Each section of the f-values is headed by a line containing 2J, parity
and the number of bound states in that symmetry. This is followed by a
two-dimensional array of f-values where the columns stand for the
resonances as ordered previously, whereas the rows are for the bound
states of the given symmetry. For the transitions which are forbidden
by the electric dipole rules for J and parity, the f-values are set to
zero. The reason for this is to comply with the 'Emissivity' code [3]
format to consider possible extension to include transitions other
than those allowed by the electric dipole.
C. The third section also starts with an explanatory comment. The data
for the photon energy at resonance position, which correspond to the
f-values data in the previous section, then follow, sectioned and
formatted as for the f-values data. The photon energy data are in Ryd.
D. The last section starts with a comment as in the previous sections.
The weighted oscillator strengths (gf) for the free-free transitions
are then included in a two-dimensional array where the columns stand
for the odd resonances while the rows stand for the even ones.
2. 'elevemis.txt' File: This file contains the bound states data. The
file starts with a comment followed by the number of bound states
symmetries. This is followed by a data block for each symmetry. Each
block is headed by a line containing 2J, parity and the number of
bound states in that symmetry. Next, a number of text lines as the
number of bound states in that symmetry follow. Each line contains an
index identifying the state, the energy of the bound state in z-scaled
Ryd, the effective quantum number, the configuration, term and a flag
for marking the energy data as experimental (1) or theoretical (0).
3. 'fvalue.txt' File: This file, which contains the weighted
oscillator strengths (gf) for the bound-bound transitions in length
and velocity forms, is generated by the stage STGBB of the R-matrix
code and is included with no modification apart from adding extra
data. The added data are the bound-bound weighted oscillator strengths
for the eight uppermost bound states, namely the 1s^2^2s2p(^3^P^o^)3d
^4^F^o^ and ^4^D^o^ levels, which were generated by Autostructure [2]
and then added manually to the 'FVALUE.dat' file. The reason is that
these states have very large effective quantum numbers and hence are
out of range of the R-matrix code validity.
4. 'transitions.txt' File: This is the main output file of the
'Emissivity' code [3]. The file starts with a number of text lines
summarizing input parameters and statistical information, followed by
a few commentary lines explaining the symbols and units. This is
followed by a number of data lines matching the number of transitions
(6187). The data for each transition include an index identifying the
transition, status (FF, FB or BB transition where F stands for Free
and B for Bound), two joined boolean flags describing the experimental
state of the energy data of the upper and lower levels ('0' for
theoretical data and '1' for experimental), the attributes of the
upper and lower levels (configuration, term, 2J and parity),
wavelength in vacuum (in Angstrom), wavelength in air (which is only
for lambda > 2000 Angstrom), the radiative transition probability (in
s^-1^), and the recombination coefficients (in m^3^.s^-1^)

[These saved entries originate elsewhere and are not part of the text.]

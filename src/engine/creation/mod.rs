//! Delivery creation for the four service variants.
//!
//! Each variant module turns a request into a [`Draft`] without touching the
//! store: every check runs before the first write, so a rejected request
//! leaves nothing behind. [`DeliveryCreator::persist`] then writes the draft.

use std::sync::Arc;

use chrono::Utc;
use serde::{Deserialize, Serialize};
use tracing::info;
use uuid::Uuid;

use crate::engine::response::DeliveryResponse;
use crate::error::DeliveryError;
use crate::geo::{distance_between, estimate_duration, DistanceEstimator, TravelProfile};
use crate::models::actor::ActorRole;
use crate::models::delivery::{
    Delivery, DeliveryStatus, DeliveryType, PaymentMethod, PriceBreakdown, VehicleType,
};
use crate::models::location::Location;
use crate::models::tracking::TrackingEntry;
use crate::models::variant::{GroupedZone, MovingDetails, Package};
use crate::pricing::{PricingEngine, VariantExtras};
use crate::repository::Repository;

mod grouped;
mod moving;
mod package;

pub const MAX_WAITING_MIN: u32 = 600;
const MAX_ADDRESS_LEN: usize = 300;

#[derive(Debug, Clone, Serialize, Deserialize)]
pub struct PackageInfo {
    pub weight_kg: f64,
    pub description: Option<String>,
    #[serde(default)]
    pub fragile: bool,
}

#[derive(Debug, Clone, Serialize, Deserialize)]
pub struct ZoneRequest {
    pub zone_number: u32,
    pub recipient_name: String,
    pub recipient_phone: String,
    pub pickup_address: String,
    pub pickup_lat: Option<f64>,
    pub pickup_lng: Option<f64>,
    pub dropoff_address: String,
    pub dropoff_lat: Option<f64>,
    pub dropoff_lng: Option<f64>,
}

#[derive(Debug, Clone, Serialize, Deserialize)]
pub struct GroupedInfo {
    pub zones: Vec<ZoneRequest>,
}

#[derive(Debug, Clone, Serialize, Deserialize)]
pub struct MovingInfo {
    pub helpers: u32,
    pub floors: u32,
    #[serde(default)]
    pub has_elevator: bool,
    #[serde(default)]
    pub additional_services: Vec<String>,
    pub estimated_volume_m3: f64,
}

#[derive(Debug, Clone, Serialize, Deserialize)]
pub struct CreateDeliveryRequest {
    pub delivery_type: DeliveryType,
    pub pickup_address: String,
    pub pickup_lat: Option<f64>,
    pub pickup_lng: Option<f64>,
    pub dropoff_address: String,
    pub dropoff_lat: Option<f64>,
    pub dropoff_lng: Option<f64>,
    pub vehicle_type: VehicleType,
    pub payment_method: PaymentMethod,
    #[serde(default)]
    pub waiting_min: u32,
    /// Already-validated promo amount; promo rules live elsewhere.
    #[serde(default)]
    pub promo_discount: f64,
    pub package_info: Option<PackageInfo>,
    pub grouped_info: Option<GroupedInfo>,
    pub moving_info: Option<MovingInfo>,
}

#[derive(Debug, Clone, Copy)]
pub struct CreationSettings {
    /// Distance priced when a route endpoint has no coordinates.
    pub default_distance_km: f64,
    pub max_grouped_zones: usize,
}

impl Default for CreationSettings {
    fn default() -> Self {
        Self {
            default_distance_km: 5.0,
            max_grouped_zones: 10,
        }
    }
}

#[derive(Debug, Clone, Copy, PartialEq)]
pub struct Route {
    pub distance_km: Option<f64>,
    pub duration_min: Option<u32>,
}

impl Route {
    pub fn pricing_distance(&self, default_km: f64) -> f64 {
        self.distance_km.unwrap_or(default_km)
    }
}

#[derive(Debug, Clone)]
pub(crate) enum DraftDetails {
    Package(Package),
    Zones(Vec<GroupedZone>),
    Moving(MovingDetails),
}

#[derive(Debug, Clone)]
pub(crate) struct Draft {
    pub delivery: Delivery,
    pub pickup: Location,
    pub dropoff: Location,
    pub zone_locations: Vec<Location>,
    pub details: DraftDetails,
}

pub struct DeliveryCreator {
    repository: Arc<dyn Repository>,
    estimator: Arc<dyn DistanceEstimator>,
    pricing: Arc<PricingEngine>,
    settings: CreationSettings,
}

impl DeliveryCreator {
    pub fn new(
        repository: Arc<dyn Repository>,
        estimator: Arc<dyn DistanceEstimator>,
        pricing: Arc<PricingEngine>,
        settings: CreationSettings,
    ) -> Self {
        Self {
            repository,
            estimator,
            pricing,
            settings,
        }
    }

    pub async fn create(
        &self,
        client_id: Uuid,
        request: &CreateDeliveryRequest,
    ) -> Result<DeliveryResponse, DeliveryError> {
        let draft = self.plan(client_id, request)?;
        self.persist(draft).await
    }

    /// Validates and prices a request without writing anything.
    pub(crate) fn plan(
        &self,
        client_id: Uuid,
        request: &CreateDeliveryRequest,
    ) -> Result<Draft, DeliveryError> {
        validate_common(request)?;

        match request.delivery_type {
            DeliveryType::Standard | DeliveryType::Express => {
                package::plan(self, client_id, request)
            }
            DeliveryType::Grouped => grouped::plan(self, client_id, request),
            DeliveryType::Moving => moving::plan(self, client_id, request),
        }
    }

    /// Writes the variant records, locations and the first tracking entry
    /// before the delivery row itself. A failure anywhere leaves no readable
    /// delivery behind.
    pub(crate) async fn persist(&self, draft: Draft) -> Result<DeliveryResponse, DeliveryError> {
        let Draft {
            delivery,
            pickup,
            dropoff,
            zone_locations,
            details,
        } = draft;

        let pickup = self.repository.save_location(pickup).await?;
        let dropoff = self.repository.save_location(dropoff).await?;
        for location in zone_locations {
            self.repository.save_location(location).await?;
        }

        let (package, zones, moving) = match details {
            DraftDetails::Package(package) => {
                self.repository.save_package(package.clone()).await?;
                (Some(package), Vec::new(), None)
            }
            DraftDetails::Zones(zones) => {
                self.repository.save_zones(delivery.id, zones.clone()).await?;
                (None, zones, None)
            }
            DraftDetails::Moving(details) => {
                self.repository.save_moving_details(details.clone()).await?;
                (None, Vec::new(), Some(details))
            }
        };

        let mut entry = TrackingEntry::new(delivery.id, DeliveryStatus::Pending);
        entry.actor_id = Some(delivery.client_id);
        entry.actor_role = Some(ActorRole::Client);
        self.repository.append_tracking(entry).await?;

        let delivery = self.repository.save_delivery(delivery, 0).await?;

        info!(
            delivery_id = %delivery.id,
            client_id = %delivery.client_id,
            variant = delivery.delivery_type.as_str(),
            distance_km = ?delivery.distance_km,
            final_price = delivery.final_price,
            "delivery created"
        );

        let mut response = DeliveryResponse::new(delivery, pickup, dropoff);
        response.package = package;
        response.zones = zones;
        response.moving = moving;
        Ok(response)
    }

    /// Recomputes route and price after the dropoff moved. Grouped deliveries
    /// are priced per zone and cannot be repriced from their outer route.
    pub async fn reprice(
        &self,
        delivery: &Delivery,
        pickup: &Location,
        dropoff: &Location,
    ) -> Result<(Route, PriceBreakdown), DeliveryError> {
        let route = self.route(pickup, dropoff, delivery.delivery_type);
        let distance = route.pricing_distance(self.settings.default_distance_km);

        let extras = match delivery.delivery_type {
            DeliveryType::Standard => VariantExtras::Standard,
            DeliveryType::Express => VariantExtras::Express,
            DeliveryType::Moving => {
                let details = self
                    .repository
                    .load_moving_details(delivery.id)
                    .await?
                    .ok_or_else(|| {
                        DeliveryError::NotFound(format!("moving details for {}", delivery.id))
                    })?;
                VariantExtras::Moving(moving::inputs(&details))
            }
            DeliveryType::Grouped => {
                return Err(DeliveryError::validation(
                    "dropoff",
                    "grouped deliveries are routed through their zones",
                ));
            }
        };

        let price = self.pricing.calculate(
            delivery.vehicle_type,
            distance,
            delivery.waiting_min,
            extras,
            delivery.price.promo_discount,
        )?;

        Ok((route, price))
    }

    pub(crate) fn route(&self, pickup: &Location, dropoff: &Location, variant: DeliveryType) -> Route {
        match distance_between(self.estimator.as_ref(), pickup, dropoff) {
            Ok(distance_km) => Route {
                distance_km: Some(distance_km),
                duration_min: Some(estimate_duration(
                    distance_km,
                    TravelProfile::for_variant(variant),
                )),
            },
            Err(_) => Route {
                distance_km: None,
                duration_min: None,
            },
        }
    }

    pub(crate) fn pricing(&self) -> &PricingEngine {
        &self.pricing
    }

    pub(crate) fn settings(&self) -> CreationSettings {
        self.settings
    }
}

/// Builds the pending delivery shared by every variant.
pub(crate) fn new_delivery(
    client_id: Uuid,
    request: &CreateDeliveryRequest,
    pickup: &Location,
    dropoff: &Location,
    route: Route,
    payload_kg: Option<f64>,
    price: PriceBreakdown,
) -> Delivery {
    let now = Utc::now();
    let mut delivery = Delivery {
        id: Uuid::new_v4(),
        client_id,
        courier_id: None,
        delivery_type: request.delivery_type,
        status: DeliveryStatus::Pending,
        pickup_location_id: pickup.id,
        dropoff_location_id: dropoff.id,
        distance_km: route.distance_km,
        duration_min: route.duration_min,
        vehicle_type: request.vehicle_type,
        payload_kg,
        waiting_min: request.waiting_min,
        base_price: 0.0,
        final_price: 0.0,
        price: PriceBreakdown::default(),
        payment_method: request.payment_method,
        cancellation_note: None,
        created_at: now,
        updated_at: now,
        assigned_at: None,
        closed_at: None,
        version: 0,
    };
    delivery.apply_price(price);
    delivery
}

pub(crate) fn endpoints(request: &CreateDeliveryRequest) -> (Location, Location) {
    (
        Location::new(
            request.pickup_address.trim(),
            request.pickup_lat,
            request.pickup_lng,
        ),
        Location::new(
            request.dropoff_address.trim(),
            request.dropoff_lat,
            request.dropoff_lng,
        ),
    )
}

fn validate_common(request: &CreateDeliveryRequest) -> Result<(), DeliveryError> {
    validate_address("pickup_address", &request.pickup_address)?;
    validate_address("dropoff_address", &request.dropoff_address)?;
    validate_coordinates("pickup", request.pickup_lat, request.pickup_lng)?;
    validate_coordinates("dropoff", request.dropoff_lat, request.dropoff_lng)?;

    if request.waiting_min > MAX_WAITING_MIN {
        return Err(DeliveryError::validation(
            "waiting_min",
            format!("must be at most {MAX_WAITING_MIN}"),
        ));
    }

    if !request.promo_discount.is_finite() || request.promo_discount < 0.0 {
        return Err(DeliveryError::validation(
            "promo_discount",
            "must be a non-negative amount",
        ));
    }

    Ok(())
}

pub(crate) fn validate_address(field: &str, address: &str) -> Result<(), DeliveryError> {
    let trimmed = address.trim();
    if trimmed.is_empty() {
        return Err(DeliveryError::validation(field, "cannot be empty"));
    }
    if trimmed.len() > MAX_ADDRESS_LEN {
        return Err(DeliveryError::validation(
            field,
            format!("must be at most {MAX_ADDRESS_LEN} characters"),
        ));
    }
    Ok(())
}

pub(crate) fn validate_coordinates(
    prefix: &str,
    lat: Option<f64>,
    lng: Option<f64>,
) -> Result<(), DeliveryError> {
    if let Some(lat) = lat {
        if !lat.is_finite() || !(-90.0..=90.0).contains(&lat) {
            return Err(DeliveryError::validation(
                format!("{prefix}_lat"),
                "must be between -90 and 90",
            ));
        }
    }
    if let Some(lng) = lng {
        if !lng.is_finite() || !(-180.0..=180.0).contains(&lng) {
            return Err(DeliveryError::validation(
                format!("{prefix}_lng"),
                "must be between -180 and 180",
            ));
        }
    }
    Ok(())
}

#[cfg(test)]
pub(crate) mod fixtures {
    use std::sync::Arc;

    use super::{CreateDeliveryRequest, CreationSettings, DeliveryCreator, PackageInfo};
    use crate::geo::Haversine;
    use crate::models::delivery::{DeliveryType, PaymentMethod, VehicleType};
    use crate::pricing::{PricingConfig, PricingEngine};
    use crate::repository::InMemoryRepository;

    pub fn creator() -> (Arc<InMemoryRepository>, DeliveryCreator) {
        let repository = Arc::new(InMemoryRepository::new());
        let creator = DeliveryCreator::new(
            repository.clone(),
            Arc::new(Haversine),
            Arc::new(PricingEngine::new(PricingConfig::default())),
            CreationSettings::default(),
        );
        (repository, creator)
    }

    pub fn request(delivery_type: DeliveryType) -> CreateDeliveryRequest {
        CreateDeliveryRequest {
            delivery_type,
            pickup_address: "Rue Joss, Douala".to_string(),
            pickup_lat: Some(4.0511),
            pickup_lng: Some(9.7679),
            dropoff_address: "Bonapriso, Douala".to_string(),
            dropoff_lat: Some(4.0300),
            dropoff_lng: Some(9.6950),
            vehicle_type: VehicleType::Motorcycle,
            payment_method: PaymentMethod::Cash,
            waiting_min: 0,
            promo_discount: 0.0,
            package_info: Some(PackageInfo {
                weight_kg: 4.0,
                description: Some("documents".to_string()),
                fragile: false,
            }),
            grouped_info: None,
            moving_info: None,
        }
    }
}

corresponding to the given 10-based logarithmic temperatures (2.0-4.6
in steps of 0.1). The number density of ions (N_i) and electrons (N_e)
for these data is 1E+10(m^-3^).
It should be remarked that the first three files are in the format of
the input files of Emissivity code [3]. The reason for this is to
enable other researchers to produce transition data for different
input parameters (such as temperature and number density) or produce
other types of data such as emissivity, normalized emissivity, and
decay routes, as well as performing analysis on observational data
related to C II transitions. The oscillator strengths and the
resonance and bound states data may also be useful to some. All these
aspects are detailed in the Emissivity code paper [3] and manual.
Other relevant details can also be found in [4].